Babcia - babcia z minigunem. Tyle wystarczy.
Siostra - produkt dzisiejszych czasów. Gruba, bezczelna i robi co chce. Ma wywalone na wszystko.
Ogólnie jedynym zadaniem tej rodziny jest chyba dokuczanie Jaimiemu i go maksymalnie publicznie zawstydzać.
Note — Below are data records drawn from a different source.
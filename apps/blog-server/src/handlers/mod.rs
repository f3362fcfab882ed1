//! HTTP handlers and route configuration.

mod auth;
mod categories;
mod comments;
mod health;
mod posts;
mod present;
mod profile;


use actix_web::{HttpResponse, http::header, web};
use serde::Deserialize;

use blogicum_core::pagination::{PageNumber, PageRequest};

use crate::middleware::error::{AppError, AppResult};

pub const HOME_URL: &str = "/";
pub const LOGIN_URL: &str = "/auth/login";
pub const PROFILE_EDIT_URL: &str = "/profile/edit";

pub fn post_url(post_id: i64) -> String {
    format!("/posts/{post_id}")
}

/// `302 Found` to `location`.
pub(crate) fn redirect(location: impl AsRef<str>) -> HttpResponse {
    HttpResponse::Found()
        .insert_header((header::LOCATION, location.as_ref()))
        .finish()
}

/// A JSON form whose parse error is held until the handler has resolved and
/// guarded its target.
pub(crate) type FormBody<T> = Result<web::Json<T>, actix_web::Error>;

pub(crate) fn form_data<T>(body: FormBody<T>) -> AppResult<T> {
    body.map(web::Json::into_inner)
        .map_err(|err| match err.as_error::<AppError>() {
            Some(AppError::BadRequest(detail)) => AppError::BadRequest(detail.clone()),
            _ => AppError::BadRequest(err.to_string()),
        })
}

/// `?page=N` or `?page=last`.
#[derive(Debug, Deserialize)]
pub struct PageQuery {
    pub page: Option<String>,
}

impl PageQuery {
    pub fn request(&self, per_page: u64) -> AppResult<PageRequest> {
        let number = PageNumber::parse(self.page.as_deref())?;
        Ok(PageRequest::new(number, per_page))
    }
}

/// Configure all application routes.
pub fn configure_routes(cfg: &mut web::ServiceConfig) {
    cfg.route("/health", web::get().to(health::health_check))
        .route("/", web::get().to(posts::feed))
        // Profiles
        .service(
            web::resource("/profile/edit")
                .route(web::get().to(profile::edit_form))
                .route(web::post().to(profile::update)),
        )
        .route("/profile/{username}", web::get().to(profile::profile))
        // Posts
        .service(
            web::resource("/posts/new")
                .route(web::get().to(posts::new_form))
                .route(web::post().to(posts::create)),
        )
        .route("/posts/{post_id}", web::get().to(posts::detail))
        .service(
            web::resource("/posts/{post_id}/edit")
                .route(web::get().to(posts::edit_form))
                .route(web::post().to(posts::update)),
        )
        .service(
            web::resource("/posts/{post_id}/delete")
                .route(web::get().to(posts::delete_form))
                .route(web::post().to(posts::delete)),
        )
        .route("/posts/{post_id}/comment", web::post().to(comments::create))
        // Comments
        .service(
            web::resource("/comments/{comment_id}/edit")
                .route(web::get().to(comments::edit_form))
                .route(web::post().to(comments::update)),
        )
        .service(
            web::resource("/comments/{comment_id}/delete")
                .route(web::get().to(comments::delete_form))
                .route(web::post().to(comments::delete)),
        )
        // Categories
        .route("/category/{slug}", web::get().to(categories::category_posts))
        // Auth
        .service(
            web::scope("/auth")
                .route("/registration", web::post().to(auth::register))
                .service(
                    web::resource("/login")
                        .route(web::get().to(auth::login_page))
                        .route(web::post().to(auth::login)),
                )
                .route("/logout", web::post().to(auth::logout)),
        );
}
//! Notification sinks.
//!
//! Delivery failures are reported to the caller, which logs and drops them.

mod log;
#[cfg(feature = "webhook")]
mod webhook;

pub use log::LogNotifier;
#[cfg(feature = "webhook")]
pub use webhook::{WebhookConfig, WebhookNotifier};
Po prostu przerysowana rodzinka. Tak czy owak, najgorsza produkcja DC jest i tak lepsza od najlepszych Marvela xD
no, szkoda. Też liczyłem na normalny film superbohaterski, a tu po raz kolejny dostaliśmy film profamilijny z superbohaterem, gdzie obecność rodziny nieszczególnie cieszy, bardziej żenuje i męczy wałkowaniem wątków rodzinnych do bólu. A tak bardzo chciałem zobaczyć film z niebieskim skarabeuszem i wyszła lipa, bo ciągle była ta zbędna rodzina, która tylko przedłużała film. W komiksach lub nawet kreskówkach jest dużo lepszy...
Po prostu kolejny czynnik, który mi się nie podobał. Zapomniałem, że teraz nie można krytykować wagi, bo od razu dostaje się łatkę homofoba lub jakiegoś innego foba.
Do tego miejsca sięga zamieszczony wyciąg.